Through a national telephone (from June 8-13, 2019) survey among 800 adults age 25 with an oversample of adults ages 65+ (June 8-13, 2019), the researchers found that more than eight in ten consumers say they would be likely to consider palliative care for themselves or a loved one if they had a serious illness. There is also a strong belief among consumers that it is very important for palliative care services be made available at all hospitals for patients with a serious illness and their families.

According to the findings of an online survey of 317 physicians (from June 18-27, 2019) who treat patients with a serious illness (207 hospital-based physicians/110 non-hospital-based physicians), physicians who treat patients with serious illness are much more familiar with palliative care, and have much more favorable views of palliative care than the general public, patients, and caregivers. In fact, these respondent’s rate palliative care more favorably than hospice care and end of life care.

A Familiarity of Palliative Care

The researchers found that most physicians were very comfortable referring their patients to palliative care. Nearly all are very or somewhat comfortable talking to their patients and families about palliative care and determining when their patients need palliative care.

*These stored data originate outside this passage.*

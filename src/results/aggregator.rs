//! Running aggregation of result documents
//!
//! Absorbs one `ResultDocument` per completed unit, keeps cumulative totals
//! available at any point of the run, and tracks how many results the run is
//! expected to produce so live progress can end at exactly 100%.

use std::collections::HashMap;
use tracing::warn;

use crate::models::{DefectKind, ResultDocument, SuiteNode, Tier, Totals};

/// Cumulative state of every absorbed unit
#[derive(Debug, Default)]
pub struct ResultAggregator {
    documents: Vec<ResultDocument>,
    totals: Totals,
    expected_total: usize,
}

impl ResultAggregator {
    pub fn new() -> Self {
        Self::default()
    }

    /// Register results a pending unit is expected to produce
    pub fn add_expected(&mut self, count: usize) {
        self.expected_total += count;
    }

    /// Results the run is currently expected to produce
    pub fn expected_total(&self) -> usize {
        self.expected_total
    }

    /// Reconcile a unit's actual case count with what it was expected to yield.
    ///
    /// Surplus cases raise the expected total. A shortfall either lowers it, or
    /// with `pad_shortfall` is left in place and returned as the number of
    /// skips the reporter should print. Running totals are never touched.
    pub fn correct_overhead(&mut self, actual: usize, expected: usize, pad_shortfall: bool) -> usize {
        if actual >= expected {
            self.expected_total += actual - expected;
            return 0;
        }

        let shortfall = expected - actual;
        if pad_shortfall {
            shortfall
        } else {
            self.expected_total = self.expected_total.saturating_sub(shortfall);
            0
        }
    }

    /// Fold one unit's document into the running totals
    pub fn absorb(&mut self, document: ResultDocument) {
        let declared = document.totals();
        let leaves = document.leaf_totals();

        if declared.tests != leaves.tests
            || declared.failures != leaves.failures
            || declared.errors != leaves.errors
        {
            warn!(
                "Declared totals ({} tests, {} failures, {} errors) disagree with test cases ({} tests, {} failures, {} errors)",
                declared.tests,
                declared.failures,
                declared.errors,
                leaves.tests,
                leaves.failures,
                leaves.errors
            );
        }

        self.totals.add(&declared);
        self.documents.push(document);
    }

    pub fn totals(&self) -> Totals {
        self.totals
    }

    /// True when no failures and no errors were absorbed
    pub fn is_successful(&self) -> bool {
        self.totals.is_successful()
    }

    pub fn tier(&self) -> Tier {
        self.totals.tier()
    }

    pub fn documents(&self) -> &[ResultDocument] {
        &self.documents
    }

    /// Messages of one defect kind across all absorbed documents, in order
    pub fn messages(&self, kind: DefectKind) -> Vec<String> {
        self.documents
            .iter()
            .flat_map(|doc| doc.cases())
            .flat_map(|case| case.defects_of(kind))
            .map(|defect| defect.message.clone())
            .collect()
    }

    /// One suite per originating file.
    ///
    /// Top-level suites sharing a file are merged, nested suites are folded
    /// into their file's case list. Declared counts are summed.
    pub fn flatten(&self) -> Vec<SuiteNode> {
        let mut index: HashMap<String, usize> = HashMap::new();
        let mut flattened: Vec<SuiteNode> = Vec::new();

        for suite in self.documents.iter().flat_map(|doc| doc.suites.iter()) {
            let key = if suite.file.is_empty() {
                suite.name.clone()
            } else {
                suite.file.clone()
            };

            let slot = *index.entry(key).or_insert_with(|| {
                flattened.push(SuiteNode {
                    name: suite.name.clone(),
                    file: suite.file.clone(),
                    ..Default::default()
                });
                flattened.len() - 1
            });

            let target = &mut flattened[slot];
            target.tests += suite.tests;
            target.assertions += suite.assertions;
            target.failures += suite.failures;
            target.errors += suite.errors;
            target.warnings += suite.warnings;
            target.skipped += suite.skipped;
            target.time += suite.time;
            for case in suite.all_cases() {
                target.push_case(case.clone());
            }
        }

        flattened
    }
}

#[cfg(test)]
mod tests {
    use super::*;
    use crate::models::{CaseNode, Defect};
    use crate::results::ResultReader;
    use proptest::prelude::*;

    fn document(file: &str, passed: u64, failures: u64, errors: u64) -> ResultDocument {
        let mut cases = Vec::new();
        for i in 0..passed {
            cases.push(CaseNode {
                name: format!("testPass{i}"),
                class: "ATest".to_string(),
                file: file.to_string(),
                assertions: 1,
                ..Default::default()
            });
        }
        for i in 0..failures {
            cases.push(CaseNode {
                name: format!("testFail{i}"),
                class: "ATest".to_string(),
                file: file.to_string(),
                assertions: 1,
                defects: vec![Defect::new(DefectKind::Failure, "", format!("ATest::testFail{i}\nfailed"))],
                ..Default::default()
            });
        }
        for i in 0..errors {
            cases.push(CaseNode {
                name: format!("testError{i}"),
                class: "ATest".to_string(),
                file: file.to_string(),
                defects: vec![Defect::new(DefectKind::Error, "RuntimeException", format!("ATest::testError{i}\nboom"))],
                ..Default::default()
            });
        }

        ResultDocument::new(vec![SuiteNode {
            name: "ATest".to_string(),
            file: file.to_string(),
            tests: passed + failures + errors,
            assertions: passed + failures,
            failures,
            errors,
            ..Default::default()
        }
        .with_cases(cases)])
    }

    #[test]
    fn test_absorb_accumulates_totals() {
        let mut aggregator = ResultAggregator::new();
        aggregator.absorb(document("/a.php", 2, 0, 0));
        assert!(aggregator.is_successful());

        aggregator.absorb(document("/b.php", 1, 1, 1));
        let totals = aggregator.totals();
        assert_eq!(totals.tests, 5);
        assert_eq!(totals.assertions, 4);
        assert_eq!(totals.failures, 1);
        assert_eq!(totals.errors, 1);
        assert!(!aggregator.is_successful());
        assert_eq!(aggregator.tier(), Tier::Error);
    }

    #[test]
    fn test_overhead_correction_with_surplus() {
        let mut aggregator = ResultAggregator::new();
        aggregator.add_expected(5);
        aggregator.add_expected(1);

        assert_eq!(aggregator.correct_overhead(7, 5, false), 0);
        assert_eq!(aggregator.expected_total(), 8);
    }

    #[test]
    fn test_overhead_correction_with_shortfall() {
        let mut aggregator = ResultAggregator::new();
        aggregator.add_expected(4);
        assert_eq!(aggregator.correct_overhead(1, 4, false), 0);
        assert_eq!(aggregator.expected_total(), 1);

        let mut padded = ResultAggregator::new();
        padded.add_expected(4);
        assert_eq!(padded.correct_overhead(1, 4, true), 3);
        assert_eq!(padded.expected_total(), 4);
        assert_eq!(padded.totals(), Totals::default());
    }

    #[test]
    fn test_padded_shortfall_keeps_totals_as_absorbed() {
        let empty = ResultReader::default().parse_str("<testsuites/>").unwrap();
        let per_unit = empty.totals();

        let mut aggregator = ResultAggregator::new();
        aggregator.add_expected(1);
        assert_eq!(aggregator.correct_overhead(empty.feedback().len(), 1, true), 1);
        aggregator.absorb(empty);

        assert_eq!(aggregator.totals().tests, 0);
        assert_eq!(aggregator.totals().tests, per_unit.tests);
        assert_eq!(aggregator.totals().skipped, per_unit.skipped);
        assert_eq!(aggregator.expected_total(), 1);
    }

    #[test]
    fn test_messages_in_absorption_order() {
        let mut aggregator = ResultAggregator::new();
        aggregator.absorb(document("/a.php", 0, 1, 0));
        aggregator.absorb(document("/b.php", 0, 2, 1));

        let failures = aggregator.messages(DefectKind::Failure);
        assert_eq!(failures.len(), 3);
        assert!(failures[0].starts_with("ATest::testFail0"));
        assert_eq!(aggregator.messages(DefectKind::Error).len(), 1);
        assert!(aggregator.messages(DefectKind::Warning).is_empty());
    }

    #[test]
    fn test_flatten_merges_by_file() {
        let mut aggregator = ResultAggregator::new();
        aggregator.absorb(document("/a.php", 1, 0, 0));
        aggregator.absorb(document("/b.php", 1, 0, 0));
        aggregator.absorb(document("/a.php", 0, 1, 0));

        let suites = aggregator.flatten();
        assert_eq!(suites.len(), 2);
        assert_eq!(suites[0].file, "/a.php");
        assert_eq!(suites[0].tests, 2);
        assert_eq!(suites[0].failures, 1);
        assert_eq!(suites[0].cases().count(), 2);
        assert_eq!(suites[0].suites().count(), 0);
        assert_eq!(suites[1].file, "/b.php");
    }

    proptest! {
        #[test]
        fn prop_totals_equal_sum_over_any_partition(
            units in prop::collection::vec((0u64..4, 0u64..3, 0u64..3), 1..20),
            workers in 1usize..6,
        ) {
            let expected_tests: u64 = units.iter().map(|(p, f, e)| p + f + e).sum();
            let expected_failures: u64 = units.iter().map(|(_, f, _)| f).sum();

            // Round-robin partition, absorbed worker by worker
            let mut aggregator = ResultAggregator::new();
            for worker in 0..workers {
                for (i, (p, f, e)) in units.iter().enumerate() {
                    if i % workers == worker {
                        aggregator.absorb(document(&format!("/{i}.php"), *p, *f, *e));
                    }
                }
            }

            prop_assert_eq!(aggregator.totals().tests, expected_tests);
            prop_assert_eq!(aggregator.totals().failures, expected_failures);
            prop_assert_eq!(aggregator.documents().len(), units.len());
        }
    }
}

However, on average, the physician survey respondents say they are not always referring their patients with serious illness to palliative care, or talking with their patients or their families about palliative care. They note that the biggest barriers preventing them from referring their patients with serious illness to palliative care, is not being comfortable talking with patients about it, patients not wanting it, and viewing palliative care as only end of life care.

Those recognizing the positive impact of palliative care for their patients and their care rate the following as having the most positive impact: the ability to manage the pain and other symptoms for patients with a serious illness; the quality of life for patients with a serious illness; and the quality of care patients with a serious illness receive.